Data entries
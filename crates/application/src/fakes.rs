//! In-memory ports for use case tests.

#![allow(clippy::expect_used, clippy::significant_drop_tightening)]

use std::collections::VecDeque;
use std::sync::Mutex;

use async_trait::async_trait;
use pulse_domain::{ApiFamily, EndpointRef, HttpMethod, Outcome, Session, SyntheticIdentity};
use serde_json::{Value, json};

use crate::ports::{AuthApi, Gateway};

/// A dispatched request as seen by a fake.
#[derive(Debug, Clone)]
pub struct Call {
    pub endpoint: EndpointRef,
    pub bearer: Option<String>,
}

/// Replays canned outcomes in order; `Failure` once the script runs dry.
#[derive(Default)]
pub struct ScriptedGateway {
    script: Mutex<VecDeque<Outcome>>,
    calls: Mutex<Vec<Call>>,
}

impl ScriptedGateway {
    pub fn new(outcomes: impl IntoIterator<Item = Outcome>) -> Self {
        Self {
            script: Mutex::new(outcomes.into_iter().collect()),
            calls: Mutex::new(Vec::new()),
        }
    }

    pub fn calls(&self) -> Vec<Call> {
        self.calls.lock().expect("Lock poisoned").clone()
    }
}

#[async_trait]
impl Gateway for ScriptedGateway {
    async fn dispatch(&self, endpoint: EndpointRef, bearer: Option<&str>) -> Outcome {
        self.calls.lock().expect("Lock poisoned").push(Call {
            endpoint,
            bearer: bearer.map(String::from),
        });
        self.script
            .lock()
            .expect("Lock poisoned")
            .pop_front()
            .unwrap_or_else(|| Outcome::transport_failure("script exhausted"))
    }

    fn target(&self) -> String {
        "scripted://backend".to_string()
    }
}

/// Ways the in-memory backend can misbehave.
#[derive(Debug, Clone, Copy, PartialEq, Eq)]
pub enum Fault {
    None,
    /// Inserts succeed but echo a different id.
    WrongIdOnInsert,
    /// Updates are acknowledged but not applied; the old row is echoed.
    IgnoreUpdates,
    /// Updates echo the patched row but are never stored.
    EchoUnsavedUpdates,
    /// Deletes are acknowledged but not applied.
    IgnoreDeletes,
    /// Every REST call is rejected with 401.
    DenyAll,
}

/// A tiny REST backend: one table per collection, `id=eq.` filters only.
pub struct MemoryGateway {
    rows: Mutex<Vec<(String, Value)>>,
    fault: Fault,
    calls: Mutex<Vec<Call>>,
}

impl MemoryGateway {
    pub fn new(fault: Fault) -> Self {
        Self {
            rows: Mutex::new(Vec::new()),
            fault,
            calls: Mutex::new(Vec::new()),
        }
    }

    pub fn seed(self, collection: &str, rows: impl IntoIterator<Item = Value>) -> Self {
        self.rows
            .lock()
            .expect("Lock poisoned")
            .extend(rows.into_iter().map(|row| (collection.to_string(), row)));
        self
    }

    pub fn calls(&self) -> Vec<Call> {
        self.calls.lock().expect("Lock poisoned").clone()
    }

    pub fn row_count(&self, collection: &str) -> usize {
        self.rows
            .lock()
            .expect("Lock poisoned")
            .iter()
            .filter(|(c, _)| c == collection)
            .count()
    }

    fn matches(endpoint: &EndpointRef, collection: &str, row: &(String, Value)) -> bool {
        row.0 == collection
            && endpoint.query_params().iter().all(|(name, value)| {
                value.strip_prefix("eq.").is_none_or(|expected| {
                    row.1.get(name).and_then(Value::as_str) == Some(expected)
                })
            })
    }

    fn handle_rest(&self, endpoint: &EndpointRef) -> Outcome {
        if self.fault == Fault::DenyAll {
            return Outcome::Failure {
                status: Some(401),
                message: "permission denied".to_string(),
            };
        }
        let collection = endpoint.path();
        let mut rows = self.rows.lock().expect("Lock poisoned");
        let selected: Vec<Value> = rows
            .iter()
            .filter(|row| Self::matches(endpoint, collection, row))
            .map(|(_, row)| row.clone())
            .collect();

        let limit = endpoint
            .query_params()
            .iter()
            .find(|(name, _)| name == "limit")
            .and_then(|(_, value)| value.parse::<usize>().ok());

        let body = match endpoint.method() {
            HttpMethod::Get => {
                let mut selected = selected;
                if let Some(limit) = limit {
                    selected.truncate(limit);
                }
                Value::Array(selected)
            }
            HttpMethod::Post => {
                let Some(mut row) = endpoint.body().cloned() else {
                    return Outcome::Failure {
                        status: Some(400),
                        message: "missing body".to_string(),
                    };
                };
                rows.push((collection.to_string(), row.clone()));
                if self.fault == Fault::WrongIdOnInsert {
                    row["id"] = json!("someone-else");
                }
                Value::Array(vec![row])
            }
            HttpMethod::Patch => {
                let patch = endpoint.body().cloned().unwrap_or_else(|| json!({}));
                let mut updated = Vec::new();
                for row in rows
                    .iter_mut()
                    .filter(|row| Self::matches(endpoint, collection, row))
                {
                    let mut next = row.1.clone();
                    if let (Some(target), Some(fields)) = (next.as_object_mut(), patch.as_object())
                    {
                        for (key, value) in fields {
                            target.insert(key.clone(), value.clone());
                        }
                    }
                    match self.fault {
                        Fault::IgnoreUpdates => updated.push(row.1.clone()),
                        Fault::EchoUnsavedUpdates => updated.push(next),
                        _ => {
                            row.1 = next.clone();
                            updated.push(next);
                        }
                    }
                }
                Value::Array(updated)
            }
            HttpMethod::Delete => {
                if self.fault != Fault::IgnoreDeletes {
                    rows.retain(|row| !Self::matches(endpoint, collection, row));
                }
                Value::Array(selected)
            }
        };
        Outcome::Success { body }
    }
}

#[async_trait]
impl Gateway for MemoryGateway {
    async fn dispatch(&self, endpoint: EndpointRef, bearer: Option<&str>) -> Outcome {
        let outcome = match endpoint.family() {
            ApiFamily::Rest => self.handle_rest(&endpoint),
            ApiFamily::Auth => Outcome::EmptySuccess,
        };
        self.calls.lock().expect("Lock poisoned").push(Call {
            endpoint,
            bearer: bearer.map(String::from),
        });
        outcome
    }

    fn target(&self) -> String {
        "memory://backend".to_string()
    }
}

/// Which auth operation a scripted call hit.
#[derive(Debug, Clone, Copy, PartialEq, Eq)]
pub enum AuthCall {
    SignUp,
    SignIn,
    SignOut,
}

/// Auth API with one canned outcome per operation.
pub struct ScriptedAuth {
    sign_up: Outcome,
    sign_in: Outcome,
    sign_out: Outcome,
    calls: Mutex<Vec<AuthCall>>,
}

impl ScriptedAuth {
    pub fn new(sign_up: Outcome, sign_in: Outcome) -> Self {
        Self {
            sign_up,
            sign_in,
            sign_out: Outcome::EmptySuccess,
            calls: Mutex::new(Vec::new()),
        }
    }

    pub fn with_sign_out(mut self, outcome: Outcome) -> Self {
        self.sign_out = outcome;
        self
    }

    pub fn calls(&self) -> Vec<AuthCall> {
        self.calls.lock().expect("Lock poisoned").clone()
    }

    fn record(&self, call: AuthCall) {
        self.calls.lock().expect("Lock poisoned").push(call);
    }
}

#[async_trait]
impl AuthApi for ScriptedAuth {
    async fn sign_up(&self, _identity: &SyntheticIdentity) -> Outcome {
        self.record(AuthCall::SignUp);
        self.sign_up.clone()
    }

    async fn sign_in(&self, _identity: &SyntheticIdentity) -> Outcome {
        self.record(AuthCall::SignIn);
        self.sign_in.clone()
    }

    async fn sign_out(&self, _session: &Session) -> Outcome {
        self.record(AuthCall::SignOut);
        self.sign_out.clone()
    }
}

/// A signup/login body carrying a session.
pub fn session_body(user_id: &str, token: &str) -> Outcome {
    Outcome::Success {
        body: json!({
            "access_token": token,
            "token_type": "bearer",
            "expires_in": 3600,
            "user": {"id": user_id}
        }),
    }
}

/// A signup body for an account awaiting confirmation.
pub fn unconfirmed_body(user_id: &str) -> Outcome {
    Outcome::Success {
        body: json!({"id": user_id, "email": "smoke@test.com", "confirmation_sent_at": "2024-01-01T00:00:00Z"}),
    }
}
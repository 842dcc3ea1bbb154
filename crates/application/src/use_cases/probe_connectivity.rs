//! Connectivity probe use case

use std::time::Instant;

use pulse_domain::{EndpointRef, Outcome, Step, StepReport};
use tracing::{info, warn};

use super::elapsed_ms;
use crate::ports::Gateway;

/// Checks that the backend answers before anything stateful runs.
///
/// Issues a cheap count query with the anonymous key only. The probe is about
/// liveness, not authorization: a policy denial still proves the backend is
/// up. It fails when no HTTP response arrives or the backend answers 5xx.
pub struct ProbeConnectivity<'a, G> {
    gateway: &'a G,
    collection: &'a str,
}

impl<'a, G: Gateway> ProbeConnectivity<'a, G> {
    /// Creates a new `ProbeConnectivity` use case.
    pub const fn new(gateway: &'a G, collection: &'a str) -> Self {
        Self {
            gateway,
            collection,
        }
    }

    /// Executes the probe.
    pub async fn execute(&self) -> StepReport {
        let start = Instant::now();
        let endpoint = EndpointRef::get(self.collection).query("select", "count");
        let outcome = self.gateway.dispatch(endpoint, None).await;

        let report = match &outcome {
            Outcome::Failure { status: None, .. } => {
                StepReport::fail(Step::Connectivity, outcome.to_string())
            }
            Outcome::Failure {
                status: Some(status),
                ..
            } if *status >= 500 => StepReport::fail(Step::Connectivity, outcome.to_string()),
            Outcome::Failure { .. }
            | Outcome::Success { .. }
            | Outcome::EmptySuccess
            | Outcome::ExpectedError { .. } => {
                StepReport::pass_with_value(Step::Connectivity, outcome.to_string())
            }
        };

        if report.passed {
            info!(target_url = %self.gateway.target(), %outcome, "backend reachable");
        } else {
            warn!(target_url = %self.gateway.target(), %outcome, "backend unreachable");
        }
        report.with_duration_ms(elapsed_ms(start))
    }
}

■ Aim of the task ■
Look over the records. Copy the lines that include the word "applied".

■ Solution ■
    /// Updates are acknowledged but not applied; the old row is echoed.
    /// Deletes are acknowledged but not applied.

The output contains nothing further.